SPIEGEL: For example, there was one guy who was fixated on his governor until he heard the vice president was coming to his area.

INSKEEP: He said he had read enough to know that there hadn't been anybody who had attempted to assassinate a sitting vice president of the United States.

SPIEGEL: So he made the vice president his target. He told the researchers that he thought this would get him more attention from historians.

INSKEEP: In the books on assassination, there might even be a whole chapter on him.

SPIEGEL: Now, the other assumption that people make about assassins is that they're insane, people completely divorced from reality. But this study, to a degree, rejects that idea as too simplistic. Yes, the authors write, many of the people were experiencing, or had experienced, serious mental health issues. Forty-four percent had a history of depression; 43, a history of delusional ideas. But as Robert Fein points out, the way these people sought to address what they saw as their main problems - anonymity and failure - wasn't inherently crazy.

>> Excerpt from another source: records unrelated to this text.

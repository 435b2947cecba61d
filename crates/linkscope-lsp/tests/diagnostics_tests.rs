use linkscope_common::diagnostics::diagnostic_codes;
use linkscope_common::{AnalysisOptions, Position, Range};
use linkscope_lsp::{DiagnosticSeverity, DocumentAnalysis, LspDiagnostic};
use linkscope_syntax::fixtures::{Fixture, leaf, node};
use linkscope_syntax::RawNode;

const URI: &str = "file:///test.links";

fn analyse(fx: &Fixture, statements: Vec<RawNode>, options: &AnalysisOptions) -> DocumentAnalysis {
    DocumentAnalysis::from_tree(URI, &fx.source, fx.tree(statements), options)
}

fn codes(diagnostics: &[LspDiagnostic]) -> Vec<u32> {
    diagnostics.iter().filter_map(|d| d.code).collect()
}

#[test]
fn test_forward_reference_and_unknown_function_are_undefined() {
    let fx = Fixture::new("var x = y;\nvar y = 1;\nfoo(x)\nprint(x)\n");
    let statements = vec![
        node(
            "Val",
            fx.span_between("var x", 0, ";", 0),
            vec![leaf("Binder: x", fx.word_span("x", 0)), leaf("Variable: y", fx.word_span("y", 0))],
        ),
        node(
            "Val",
            fx.span_between("var y", 0, ";", 1),
            vec![leaf("Binder: y", fx.word_span("y", 1)), leaf("Constant: 1", fx.word_span("1", 0))],
        ),
        node(
            "FunCall",
            fx.word_span("foo(x)", 0),
            vec![leaf("Variable: foo", fx.word_span("foo", 0)), leaf("Variable: x", fx.word_span("x", 1))],
        ),
        node(
            "FunCall",
            fx.word_span("print(x)", 0),
            vec![leaf("Variable: print", fx.word_span("print", 0)), leaf("Variable: x", fx.word_span("x", 2))],
        ),
    ];
    let analysis = analyse(&fx, statements, &AnalysisOptions::default());

    assert_eq!(
        codes(&analysis.diagnostics),
        vec![diagnostic_codes::UNDEFINED_VARIABLE, diagnostic_codes::UNDEFINED_FUNCTION]
    );
    let y = &analysis.diagnostics[0];
    assert_eq!(y.range, Range::on_line(0, 8, 1));
    assert_eq!(y.severity, Some(DiagnosticSeverity::Error));
    assert_eq!(y.message, "Variable 'y' is not defined.");

    let foo = &analysis.diagnostics[1];
    assert_eq!(foo.range, Range::on_line(2, 0, 3));
    let related = foo.related_information.as_ref().unwrap();
    assert_eq!(related.len(), 1);
    assert_eq!(related[0].location.uri, URI);
    assert_eq!(related[0].location.range, foo.range);
}

#[test]
fn test_every_duplicate_is_reported_and_resolved() {
    let fx = Fixture::new("var n = 1;\nvar n = 2;\nn\n");
    let statements = vec![
        node(
            "Val",
            fx.span_between("var n", 0, ";", 0),
            vec![leaf("Binder: n", fx.word_span("n", 0)), leaf("Constant: 1", fx.word_span("1", 0))],
        ),
        node(
            "Val",
            fx.span_between("var n", 1, ";", 1),
            vec![leaf("Binder: n", fx.word_span("n", 1)), leaf("Constant: 2", fx.word_span("2", 0))],
        ),
        leaf("Variable: n", fx.word_span("n", 2)),
    ];
    let analysis = analyse(&fx, statements, &AnalysisOptions::default());

    assert_eq!(
        codes(&analysis.diagnostics),
        vec![diagnostic_codes::DUPLICATE_DECLARATION, diagnostic_codes::DUPLICATE_DECLARATION]
    );
    assert_eq!(analysis.diagnostics[0].range, Range::on_line(0, 4, 1));
    assert_eq!(analysis.diagnostics[1].range, Range::on_line(1, 4, 1));
    assert!(
        analysis
            .diagnostics
            .iter()
            .all(|d| d.severity == Some(DiagnosticSeverity::Warning))
    );
}

fn two_parameter_function(fx: &Fixture) -> RawNode {
    node(
        "Fun: add",
        fx.span_between("fun", 0, "}", 0),
        vec![
            node(
                "Params",
                fx.word_span("(p, q)", 0),
                vec![leaf("Binder: p", fx.word_span("p", 0)), leaf("Binder: q", fx.word_span("q", 0))],
            ),
            leaf("Variable: p", fx.word_span("p", 1)),
        ],
    )
}

#[test]
fn test_argument_count_mismatch_is_reported_once() {
    let fx = Fixture::new("fun add(p, q) {\n  p\n}\nadd(1, 2, 3)\n");
    let statements = vec![
        two_parameter_function(&fx),
        node(
            "FunCall",
            fx.word_span("add(1, 2, 3)", 0),
            vec![
                leaf("Variable: add", fx.word_span("add", 1)),
                leaf("Constant: 1", fx.word_span("1", 0)),
                leaf("Constant: 2", fx.word_span("2", 0)),
                leaf("Constant: 3", fx.word_span("3", 0)),
            ],
        ),
    ];
    let analysis = analyse(&fx, statements, &AnalysisOptions::default());

    assert_eq!(analysis.diagnostics.len(), 1);
    let diagnostic = &analysis.diagnostics[0];
    assert_eq!(diagnostic.code, Some(diagnostic_codes::ARGUMENT_COUNT_MISMATCH));
    assert_eq!(
        diagnostic.message,
        "Function 'add' expects 2 argument(s) but was called with 3."
    );
    assert_eq!(diagnostic.range, Range::on_line(3, 0, 3));
}

#[test]
fn test_placement_handler_call_is_not_counted() {
    let fx = Fixture::new("fun add(p, q) {\n  p\n}\nvar f = 1;\nf => add(1)\n");
    let statements = vec![
        two_parameter_function(&fx),
        node(
            "Val",
            fx.span_between("var f", 0, ";", 0),
            vec![leaf("Binder: f", fx.word_span("f", 1)), leaf("Constant: 1", fx.word_span("1", 0))],
        ),
        node(
            "FormletPlacement",
            fx.span_between("f =>", 0, ")", 1),
            vec![
                leaf("Variable: f", fx.word_span("f", 2)),
                node(
                    "FunCall",
                    fx.word_span("add(1)", 0),
                    vec![
                        leaf("Variable: add", fx.word_span("add", 1)),
                        leaf("Constant: 1", fx.word_span("1", 1)),
                    ],
                ),
            ],
        ),
    ];
    let analysis = analyse(&fx, statements, &AnalysisOptions::default());
    assert!(analysis.diagnostics.is_empty(), "{:?}", analysis.diagnostics);
}

#[test]
fn test_builtins_and_extra_builtins_are_defined() {
    let fx = Fixture::new("mystery(1)\n");
    let statements = || {
        vec![node(
            "FunCall",
            fx.word_span("mystery(1)", 0),
            vec![
                leaf("Variable: mystery", fx.word_span("mystery", 0)),
                leaf("Constant: 1", fx.word_span("1", 0)),
            ],
        )]
    };

    let analysis = analyse(&fx, statements(), &AnalysisOptions::default());
    assert_eq!(codes(&analysis.diagnostics), vec![diagnostic_codes::UNDEFINED_FUNCTION]);

    let options = AnalysisOptions {
        extra_builtins: vec!["mystery".to_string()],
        ..AnalysisOptions::default()
    };
    let analysis = analyse(&fx, statements(), &options);
    assert!(analysis.diagnostics.is_empty());
}

#[test]
fn test_diagnostics_serialize_in_camel_case() {
    let fx = Fixture::new("ghost\n");
    let analysis = analyse(
        &fx,
        vec![leaf("Variable: ghost", fx.word_span("ghost", 0))],
        &AnalysisOptions::default(),
    );
    let json = serde_json::to_value(&analysis.diagnostics[0]).unwrap();
    assert_eq!(json["severity"], 1);
    assert_eq!(json["code"], 1001);
    assert_eq!(json["source"], "linkscope");
    assert_eq!(json["range"]["start"], serde_json::json!({"line": 0, "character": 0}));
    assert!(json["relatedInformation"].is_array());
    assert_eq!(analysis.diagnostics[0].range.start, Position::new(0, 0));
}

fn mutual_recursion(fx: &Fixture) -> Vec<RawNode> {
    let call = |callee: &str, nth: usize, arg: usize| {
        node(
            "FunCall",
            fx.word_span(&format!("{callee}(k)"), nth),
            vec![
                leaf(format!("Variable: {callee}"), fx.word_span(callee, nth)),
                leaf("Variable: k", fx.word_span("k", arg)),
            ],
        )
    };
    let fun = |name: &str, nth: usize, param: usize, body: RawNode| {
        node(
            format!("Fun: {name}"),
            fx.span_between("fun", nth, "}", nth),
            vec![
                node("Params", fx.word_span("(k)", param), vec![leaf("Binder: k", fx.word_span("k", param))]),
                body,
            ],
        )
    };
    vec![node(
        "Funs",
        fx.span_between("fun", 0, "}", 1),
        vec![fun("even", 0, 0, call("odd", 0, 1)), fun("odd", 1, 2, call("even", 1, 3))],
    )]
}

#[test]
fn test_forward_call_inside_funs_group_is_a_known_function() {
    let fx = Fixture::new("fun even(k) { odd(k) }\nfun odd(k) { even(k) }\n");
    let analysis = analyse(&fx, mutual_recursion(&fx), &AnalysisOptions::default());

    let odd_call = analysis.index.unresolved().find(|o| o.name == "odd");
    assert!(odd_call.is_some(), "the forward call stays unresolved");
    assert!(analysis.index.is_known_function("odd"));
    assert!(analysis.diagnostics.is_empty(), "{:?}", analysis.diagnostics);
}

MONTAGNE: There's nothing crazy about thinking that if I attacked the president or a major public official, I'd get a lot of attention. I would get a lot of attention. My goal was notoriety. That's why I brought the weapon.

SPIEGEL: And, Fein says, most of the assassins and would-be assassins weren't totally disorganized by mental illness, either.

MONTAGNE: They were quite organized, because one has to be organized - to at least, some extent - to attack a public official.

SPIEGEL: Alix Spiegel, NPR News, Washington.

INSKEEP: Gabrielle Giffords' health continues to improve after opening her eyes on Wednesday.

MONTAGNE: On Thursday, she sat up with assistance, and began moving her arms and legs. Her husband, NASA astronaut Mark Kelly, is at her side.

INSKEEP: And at his request, NASA has selected a backup in case he's not able to join a space mission he's slated to command in April.